At the gathering, Indian immigrant and attorney Jayashree Bidari spoke of the need to move away from employment-based vs. family-based visas and immigration. She asked, “Who would want to come to a country where you can’t [eventually] reunite with your family?”

Bessie Schiroky of the Philippine Nurses Association of Ohio described how her own family has been split and unfairly affected
because members legally followed current immigration laws. Her nephew, in his early 20s, is being advised not to get married so he will have a better chance to immigrate. His girlfriend, whose family lives in the Philippines, had no trouble getting a tourist visa to the U.S., but he, with family in the U.S., was denied a visa to visit his family.

Vietnamese immigrant Gia Hoa Ryan related how it took almost 20 years to get many of her family members to the United States. Now some of the children are over 21 and cannot come with their family.

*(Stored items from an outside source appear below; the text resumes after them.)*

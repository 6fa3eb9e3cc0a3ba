mod app;
mod catalog;
mod error;
mod grid;
mod history;
mod interaction;
mod model;
mod session;

use tracing_subscriber::EnvFilter;

fn main() -> eframe::Result<()> {
    tracing_subscriber::fmt()
        .with_env_filter(
            EnvFilter::try_from_default_env().unwrap_or_else(|_| EnvFilter::new("gridboard=info")),
        )
        .init();

    let native_options = eframe::NativeOptions::default();
    eframe::run_native(
        "Gridboard",
        native_options,
        Box::new(|cc| Ok(Box::new(app::EditorApp::new(cc)))),
    )
}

Population growth and business opportunities are just what a city like Cleveland needs. But we don’t have to go outside the country for all of it. Byun says, “I think regional economic development efforts have been focused externally — such as attracting business and jobs from Asian countries like China — when in fact there is an untapped opportunity to draw Asian people across state and regional borders.”

Byun offered the growth of the Korean community in the Atlanta metro area as an example. Most came through interstate migration from places like Flushing, New York, and other parts of the United States.

Byun is a transplant from the West Coast. He has been in Northeast Ohio for over a decade and, he says, “Over the years, I’ve seen a noticeable positive change in the AsiaTown neighborhood — new businesses are going up, our agency is seeing more and more clients, and there’s been growing interest from local civic leaders, politicians and others in what’s going on in AsiaTown.”